Oldham schools had made changing the high school
experience a priority long before then, Deputy
Superintendent Charleen McAuliffe said. Among the
efforts:
Block scheduling at Oldham County and South
Oldham high schools began in the mid-1990s. In this
format, students attend fewer classes each day but for
longer periods. The intent is to allow more time for
in-depth study.
Oldham County High began its Freshman Academy in
the 2000-01 school year. Ninth-graders are put on a
schedule separate from upperclassmen, and teachers focus
on study skills. Since the program began, McAuliffe
said, fewer freshmen fail classes.
As of last fall, the "D" grade was eliminated at
Oldham County and North Oldham high schools. That raises
the threshold for a failing grade, which administrators
hope will encourage students who aim only to pass
classes to do better.
Mayterm is only one element of
North Oldham's Vanguard project. The school, which
opened in fall 2003, was designed to include other
unusual features:
The school is organized into "houses," in which
each teacher advises several students and acts as their
advocate, to foster closer relationships between
students and teachers and generate a feeling of
teamwork.
The student body is divided into lower and upper
schools. The lower school works to focus freshmen and
sophomores on the basics of graduation requirements.

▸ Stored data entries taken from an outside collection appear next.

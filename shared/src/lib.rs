//! Shared types and utilities for smitrace
//!
//! This crate contains the sample record, the column schema used for export,
//! and small time/duration helpers used by the sampler and the CLI.

pub mod types;
pub mod utils;

// Re-export commonly used types
pub use types::{sample::*, schema::*};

Lower-school students have the same teachers throughout
the two-year period. The upper school, for juniors and
seniors, allows more electives and classes linked to
students' career and academic goals.
Students are required to complete a senior
project. They choose a topic they're interested in and
research it, giving written reports and, finally, a
presentation to a jury.
The high school shares a campus with North Oldham
Middle School, and the two are trying to create a
seamless connection. High school students act as mentors
to those in middle school, and the two schools' staffs
meet periodically.
Students have had a large role in developing
North Oldham High since before its opening, with a
committee suggesting what the school include. Students
have remained involved, and some have participated in
the Vanguard initiative at the state level.

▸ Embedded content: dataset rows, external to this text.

impl<D: DeviceHandle> PollLoop<D> {
    fn run(mut self) -> PollOutcome<D> {
        info!(
            "Sampling {} (device {}) every {:?}",
            self.device.name(),
            self.device.index(),
            self.tick_interval
        );

        let mut fatal = None;
        let mut next_tick = Instant::now();

        while !self.stop.is_stop_requested() {
            self.stats.ticks += 1;
            let tick = self.stats.ticks;

            if let Err(e) = self.tick() {
                let is_timeout = matches!(e, DeviceError::Timeout { .. });
                self.record_failure(tick, &e);
                if is_timeout && self.fail_on_timeout {
                    error!("Tick {} exceeded the read timeout, stopping: {}", tick, e);
                    fatal = Some(e);
                    break;
                }
            }

            if self.max_ticks.is_some_and(|max| tick >= max) {
                debug!("Reached {} ticks", tick);
                break;
            }

            // Ticks are due on a fixed schedule; a late tick runs without sleeping
            next_tick += self.tick_interval;
            let now = Instant::now();
            if next_tick > now {
                thread::sleep(next_tick - now);
            } else {
                thread::yield_now();
            }
        }

        info!(
            "Polling stopped after {} ticks ({} recorded, {} failed, {} timed out)",
            self.stats.ticks,
            self.stats.recorded,
            self.stats.failed_reads,
            self.stats.timed_out_reads
        );

        PollOutcome {
            device: self.device,
            buffer: self.buffer,
            stats: self.stats,
            fatal,
        }
    }

    /// One tick: timestamp, read every metric, append. A failed tick appends nothing.
    fn tick(&mut self) -> std::result::Result<(), DeviceError> {
        let timestamp = self.clock.now_nanos();
        let started = Instant::now();

        let metrics = self.device.read_all()?;

        let elapsed = started.elapsed();
        if elapsed > self.read_timeout {
            return Err(DeviceError::Timeout {
                elapsed,
                limit: self.read_timeout,
            });
        }

        self.buffer.push(Sample::new(timestamp, metrics));
        self.stats.recorded += 1;
        Ok(())
    }

    fn record_failure(&mut self, tick: u64, err: &DeviceError) {
        if matches!(err, DeviceError::Timeout { .. }) {
            self.stats.timed_out_reads += 1;
        } else {
            self.stats.failed_reads += 1;
        }

        let failures = self.stats.skipped();
        if failures <= MAX_LOGGED_FAILURES {
            warn!("Tick {} skipped: {}", tick, err);
            if failures == MAX_LOGGED_FAILURES {
                warn!("Further read failures will be logged at debug level");
            }
        } else {
            debug!("Tick {} skipped: {}", tick, err);
        }
    }
}

/// Fixed-rate telemetry sampler for one device
pub struct Sampler<D: DeviceHandle> {
    config: SamplerConfig,
    state: SamplerState,
    device: Option<D>,
    buffer: Option<SampleBuffer>,
    stats: SamplerStats,
    exporter: Option<Exporter>,
    stop: StopHandle,
    worker: Option<JoinHandle<PollOutcome<D>>>,
}

#[cfg(feature = "nvml")]
impl Sampler<crate::device::NvmlDevice> {
    /// Open the NVML device at `config.device_index`, then create the sampler.
    ///
    /// The device is opened before the output file, so a device failure
    /// leaves no file behind.
    pub fn open(config: SamplerConfig) -> Result<Self> {
        config.validate()?;
        let device = crate::device::NvmlDevice::open(config.device_index)?;
        Self::new(device, config)
    }
}

impl<D: DeviceHandle> Sampler<D> {
    /// Create a sampler around an already-open device.
    ///
    /// Truncates the output file and writes the header. On failure the
    /// device is closed and nothing is left half-built.
    pub fn new(mut device: D, config: SamplerConfig) -> Result<Self> {
        let exporter = match config
            .validate()
            .and_then(|_| Exporter::create(&config.output_path))
        {
            Ok(exporter) => exporter,
            Err(e) => {
                if let Err(close_err) = device.close() {
                    warn!("Failed to release device {}: {}", device.index(), close_err);
                }
                return Err(e);
            }
        };

        info!(
            "Sampler ready: {} (device {}) -> {}",
            device.name(),
            device.index(),
            exporter.path().display()
        );

        Ok(Self {
            buffer: Some(SampleBuffer::with_capacity(config.initial_capacity)),
            stop: StopHandle::new(config.grace_period),
            state: SamplerState::Idle,
            device: Some(device),
            stats: SamplerStats::default(),
            exporter: Some(exporter),
            worker: None,
            config,
        })
    }

    pub fn state(&self) -> SamplerState {
        self.state
    }

    pub fn output_path(&self) -> &Path {
        &self.config.output_path
    }

    /// Polling counters; final once the sampler is stopped
    pub fn stats(&self) -> SamplerStats {
        self.stats
    }

    /// Controller end of the stop flag, usable from any thread
    pub fn stop_handle(&self) -> StopHandle {
        self.stop.clone()
    }

    /// Buffered samples, or `None` while the polling thread owns them
    pub fn samples(&self) -> Option<&[Sample]> {
        if self.worker.is_some() {
            return None;
        }
        self.buffer.as_ref().map(|b| b.as_slice())
    }

    /// Start polling on a dedicated thread. Only valid once, from `Idle`.
    pub fn start(&mut self) -> Result<()> {
        if self.state != SamplerState::Idle {
            return Err(SamplerError::AlreadyStarted);
        }
        let device = self.device.take().ok_or(SamplerError::AlreadyStarted)?;
        let buffer = self
            .buffer
            .take()
            .unwrap_or_else(|| SampleBuffer::with_capacity(self.config.initial_capacity));

        let poller = PollLoop {
            device,
            buffer,
            stats: SamplerStats::default(),
            stop: self.stop.clone(),
            clock: MonotonicClock::new(),
            tick_interval: self.config.tick_interval,
            read_timeout: self.config.read_timeout,
            fail_on_timeout: self.config.fail_on_timeout,
            max_ticks: self.config.max_ticks,
        };

        let worker = thread::Builder::new()
            .name(POLL_THREAD_NAME.to_string())
            .spawn(move || poller.run())
            .map_err(|e| {
                // The device went down with the closure
                self.state = SamplerState::Stopped;
                SamplerError::Spawn(e)
            })?;

        self.worker = Some(worker);
        self.state = SamplerState::Running;
        Ok(())
    }

    /// Wait out the grace period, signal the loop, and wait for it to exit
    pub fn stop(&mut self) -> Result<()> {
        if self.state != SamplerState::Running {
            return Err(SamplerError::NotRunning);
        }
        debug!(
            "Collecting at least {} more ticks during the {:?} grace period",
            self.config.min_ticks_during_grace(),
            self.stop.grace_period()
        );
        self.stop.stop();
        self.join()
    }

    /// Wait for the polling thread to exit.
    ///
    /// Returns once another thread has signalled the stop handle or the
    /// loop reached `max_ticks`. A no-op if polling is not running.
    pub fn join(&mut self) -> Result<()> {
        let Some(worker) = self.worker.take() else {
            return Ok(());
        };
        self.state = SamplerState::Stopping;

        let outcome = worker.join();
        self.state = SamplerState::Stopped;
        let outcome = outcome.map_err(|_| SamplerError::WorkerPanicked)?;

        self.device = Some(outcome.device);
        self.buffer = Some(outcome.buffer);
        self.stats = outcome.stats;

        match outcome.fatal {
            Some(e) => Err(e.into()),
            None => Ok(()),
        }
    }

    /// Stop if still running, release the device and export every sample
    pub fn finish(mut self) -> Result<ExportSummary> {
        self.teardown()
    }

    fn teardown(&mut self) -> Result<ExportSummary> {
        if self.worker.is_some() {
            self.stop.request_stop();
            if let Err(e) = self.join() {
                warn!("Polling ended with an error: {}", e);
            }
        }
        self.state = SamplerState::Stopped;

        // Shutdown errors are reported but never block the flush
        if let Some(mut device) = self.device.take() {
            if let Err(e) = device.close() {
                warn!("Failed to release device {}: {}", device.index(), e);
            }
        }

        let mut exporter = self.exporter.take().ok_or(SamplerError::AlreadyExported)?;
        debug_assert!(self.buffer.iter().all(|b| b.is_time_ordered()));
        let samples = self.buffer.as_ref().map(|b| b.as_slice()).unwrap_or(&[]);
        let rows = exporter.write_body(samples)?;
        let path = exporter.finish()?;

        debug!("Wrote {} samples to {}", rows, path.display());

        Ok(ExportSummary {
            path,
            rows,
            stats: self.stats,
        })
    }
}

Andy McCormick, who graduated in May,
devoted his senior project to high school reform,
traveling around the state collecting students' thoughts
about what's wrong with high school as it is now.
McCormick delivered his findings to the state Board of
Education on June 8.
"I think students probably know better than
anybody what needs to change," McCormick said.
Lisa Gross, a spokeswoman for the state
Department of Education, attended the meeting of the
state board and said its members "were all very
complimentary of what North Oldham and those kids are
doing."
State Education Commissioner Gene Wilhoit told
the board that North Oldham High is a model for others
in its focus on cultivating relationships between
teachers and students.
File photo; North Oldham High student Chris
Wallace took a yoga class during the school's Mayterm program in the final two weeks of school.